D'un point de vue thématique, ce nouvel album de Spektr est une progression vers la suite logique de la visite de cet hopital, dont les murs dégoulinait d'affects délirants, que les anglais de Axis of Perdition explorèrent dans leur dernier album. Car quoi de plus normal que de passer de l'autre coté du miroir et de peindre ce lieu que chacun visite mais que personne ne peux décrire, la vie après la mort. Spektr, duo français signé sur le prestigieux label de Blut Aus Nord, Appease me, rentre dans l'antichambre de l'entre deux vies et, à l'aide des mêmes instruments que les groupes de black metal s'accrochant a la tradition, ils démolissent les murs que nous nous sommes construits devant nos yeux. La description plus litteraire est ici obligatoire et je ne pourrais pas me permettre de ne pas user de métaphore pour rendre compte de la force d'un disque tel que celui ci. La frontière entre la musique black metal ou les albums sont constitués de chansons independante est la véritable musique de film est ici brisé avec une dextérité et surtout une imagination ahurissante. Je connaissais déjà Spektr sur leur premier album mais celui ci marque une progression insoupçonné pour venir se placer au premier rang de ce qui fait de notre pays une des premières référénces actuel en black metal.

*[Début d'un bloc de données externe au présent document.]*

impl AppState {
    pub fn new(resolved: &ResolvedConfig, client: Arc<Client>) -> Self {
        let backend: Arc<dyn ChatBackend> = client.clone();
        Self::with_backend(resolved, client, backend)
    }

    fn with_backend(
        resolved: &ResolvedConfig,
        client: Arc<Client>,
        backend: Arc<dyn ChatBackend>,
    ) -> Self {
        let selection = SelectionStore::new();
        let registry = Registry::default();
        let selection_view = SelectionView::reconcile(&selection, &registry);
        Self {
            session: ChatSession::new(),
            selection,
            registry,
            selection_view,
            transcript: TranscriptView::new(),
            cursor: 0,
            mode: Mode::Normal,
            dialog: None,
            scroll: 0,
            palette_query: String::new(),
            palette_selected: 0,
            slash_complete_selected: 0,
            focused_chip: None,
            spinner_tick: 0,
            show_timestamps: resolved.show_timestamps,
            files_visible: false, // set after terminal size check in event_loop
            files_focused: false,
            files_selected: 0,
            registry_loading: false,
            registry_file: resolved.registry_file.clone(),
            profile: resolved.profile_name.clone(),
            endpoint: resolved.endpoint.clone(),
            suggestions: resolved.suggestions.clone(),
            backend,
            client,
        }
    }

    /// True while the spinner should animate.
    pub fn is_loading(&self) -> bool {
        self.session.is_busy() || self.registry_loading
    }

    fn notice(&mut self, text: impl Into<String>) {
        self.transcript.notice(text);
        self.scroll = 0; // auto-scroll to bottom on new content
    }

    /// Move pending session events into the transcript view.
    fn sync_session(&mut self) {
        let events = self.session.drain_events();
        if events.iter().any(|e| matches!(e, SessionEvent::Appended(_) | SessionEvent::TypingShown(_))) {
            self.scroll = 0;
        }
        self.transcript.apply_all(events);
    }

    /// Recompute the selection view and clamp anything indexing into it.
    fn reconcile(&mut self) {
        self.selection_view = SelectionView::reconcile(&self.selection, &self.registry);
        let chips = self.selection_view.chips.len();
        self.focused_chip = match self.focused_chip {
            _ if chips == 0 => None,
            Some(i) => Some(i.min(chips - 1)),
            None => None,
        };
        self.files_selected = self.files_selected.min(self.registry.len().saturating_sub(1));
    }

    /// Single entry point for row activation: resolves the row's identity and
    /// attributes from the registry and toggles it in the store.
    pub fn dispatch_row(&mut self, index: usize) {
        if let Some(row) = self.registry.get(index) {
            self.selection.toggle(&row.file);
        }
        self.reconcile();
    }

    /// Remove the chip at `index` from the selection.
    pub fn detach_chip(&mut self, index: usize) {
        if let Some(chip) = self.selection_view.chips.get(index) {
            let id = chip.id.clone();
            self.selection.remove(&id);
        }
        self.reconcile();
    }

    fn set_input(&mut self, text: impl Into<String>) {
        self.session.set_input(text);
        self.cursor = self.session.input().len();
    }

    fn apply_event(&mut self, ev: UiEvent) {
        match ev {
            UiEvent::ChatResolved { indicator, result } => {
                self.session.resolve(indicator, result);
                self.sync_session();
            }
            UiEvent::RegistryLoaded(Ok(registry)) => {
                info!(rows = registry.len(), "file list loaded");
                self.registry_loading = false;
                self.registry = registry;
                self.reconcile();
                let n = self.registry.len();
                self.notice(format!("↻ {n} item{} listed", if n == 1 { "" } else { "s" }));
            }
            UiEvent::RegistryLoaded(Err(e)) => {
                warn!(error = %e, "file list unavailable");
                self.registry_loading = false;
                self.notice(format!("✗ file list unavailable: {e}"));
            }
            UiEvent::CacheStatus(Ok(status)) => match cache::status_report(&status) {
                Ok(message) => self.dialog = Some(Dialog::Alert { message }),
                Err(reason) => {
                    warn!(error = %reason, "cache status error");
                    self.notice(format!("cache status unavailable: {reason}"));
                }
            },
            UiEvent::CacheStatus(Err(e)) => {
                warn!(error = %e, "error getting cache status");
                self.notice("cache status unavailable");
            }
            UiEvent::CacheCleared(result) => {
                if let Err(e) = &result {
                    warn!(error = %e, "cache clear failed");
                }
                self.dialog = Some(Dialog::Alert { message: cache::clear_report(&result) });
            }
        }
    }
}

// ── Palette commands ──────────────────────────────────────────────────────────

#[derive(Debug, Clone, PartialEq, Eq)]
pub struct PaletteCommand {
    pub key: &'static str,
    pub label: &'static str,
}

fn palette_commands() -> Vec<PaletteCommand> {
    vec![
        PaletteCommand { key: "/all",         label: "Select every listed file" },
        PaletteCommand { key: "/none",        label: "Clear the selection" },
        PaletteCommand { key: "/files",       label: "Show/hide the file pane  (or Ctrl+B)" },
        PaletteCommand { key: "/refresh",     label: "Reload the file list" },
        PaletteCommand { key: "/selection",   label: "List the selected files" },
        PaletteCommand { key: "/cache",       label: "Show server cache status" },
        PaletteCommand { key: "/clear-cache", label: "Clear the server file cache" },
        PaletteCommand { key: "/ts",          label: "Toggle timestamps" },
        PaletteCommand { key: "/help",        label: "Show help" },
        PaletteCommand { key: "/quit",        label: "Quit" },
    ]
}

/// Palette commands whose key starts with the typed `/...` prefix.
fn slash_filtered(input: &str) -> Vec<PaletteCommand> {
    let q = input.trim().to_lowercase();
    palette_commands()
        .into_iter()
        .filter(|c| c.key.starts_with(q.as_str()))
        .collect()
}

#[derive(Debug, Clone, PartialEq, Eq)]
pub enum PaletteItem {
    Command(PaletteCommand),
    /// A canned question; picking it submits it
    Suggestion(String),
}

/// Commands then suggestions, filtered by `query`.
pub fn palette_items(query: &str, suggestions: &[String]) -> Vec<PaletteItem> {
    let q = query.trim().to_lowercase();
    let commands = palette_commands().into_iter().filter(|c| {
        q.is_empty() || c.key.contains(q.as_str()) || c.label.to_lowercase().contains(q.as_str())
    });
    let questions = suggestions
        .iter()
        .filter(|s| q.is_empty() || s.to_lowercase().contains(q.as_str()));
    commands
        .map(PaletteItem::Command)
        .chain(questions.cloned().map(PaletteItem::Suggestion))
        .collect()
}

// ── Terminal setup / teardown ─────────────────────────────────────────────────

fn setup_terminal() -> Result<Terminal<CrosstermBackend<io::Stdout>>> {
    enable_raw_mode()?;
    let mut stdout = io::stdout();
    execute!(stdout, EnterAlternateScreen)?;
    let backend = CrosstermBackend::new(stdout);
    Ok(Terminal::new(backend)?)
}

fn restore_terminal(terminal: &mut Terminal<CrosstermBackend<io::Stdout>>) {
    let _ = disable_raw_mode();
    let _ = execute!(terminal.backend_mut(), LeaveAlternateScreen);
    let _ = terminal.show_cursor();
}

Le terme post black metal pourrait aussi très bien s'adapter a décrire ce qu'il nous est donné a analyser mais que cela ne laisse pas entendre que Spektr se dégage totalement des régles du genre. Des instruments traditionnels sont utilisés majoritairement et c'est l'utilisation de ceux ci qui diffèrent enormement. Contrairement a Axis of Perdition ou Blut Aus Nord, c'est une véritable batterie que l'on entends presque uniquement et son placement presque au même niveau que la guitare la rend bien plus troublante et essentiel dans l'essence du disque qu'un simple rythme binaire et accéléré employé par plethore de groupe du même genre. Guitare et batterie gresille tout deux et envahissent chaque pores des enceintes pour ensuite disparaitre au détour d'un changement de plages et être remplacer par un soufflement ou de lointains echos de porte que l'on ouvre. Ou que l'on referme. Agissant comme un symphon, "Near death experience" aspire l'attention de l'auditeur et l'empeche de se détourner tellement l'émotion contenue dans le disque ainsi que les sonorités utilisés pour peindre ce tableau d'une experience comateuse rendent ce qui n'est qu'une phrase une réalité.

On se retrouve allongé cote a cote avec un patient oublié dans sa chambre. Partageant ses respirations et le sentiment d'abandon qui l'envahis. Oubliant les adjectifs associés au "mal" ou au "satanisme", Near death experience engendre des sensations physiques qui font de cet album une experience aussi délicieuse qu'unique et troublante. L'utilisation des samples a tendance noise ou d'instruments plus étranger au contexte rock classique ne sont pas des nouveautés, et cela dans aucun genre associés au metal. Et encore moins au black metal. Mais Spektr, là ou ils annoncent une tache inatteignable, réussit a rendre l'impossible réalité et atteint son but. La durée, assez courte, de ce disque n'est alors pas un ennuie et est même un soulagement. La structure inattendus du disque ne se pliant pas au découpage en chansons unique mais preferant la variante globale, afin de mieux servir le concept, n'est pas non plus contestable tant cet album est complet. Tout comme les copies de bac auquels on hesite a donner une note trop elevé, ne pas de mal d'un album et trop l'encensser est un peu ennuyeux. Mais ou est le problême dans cet album ? Un court métrage de 12 minutes est même proposé afin de completer l'experience. Le livret dépouillé et a dominante noir, propose des photos parfaitement associés à la musique et contribue a confirmer cet album comme étant une perle ne commettant aucun faux pas et aucune faute de gout. En fait, la seule faute de gout, c'est que Spektr ne semble pas très connus. Et ça c'est une très grande erreur.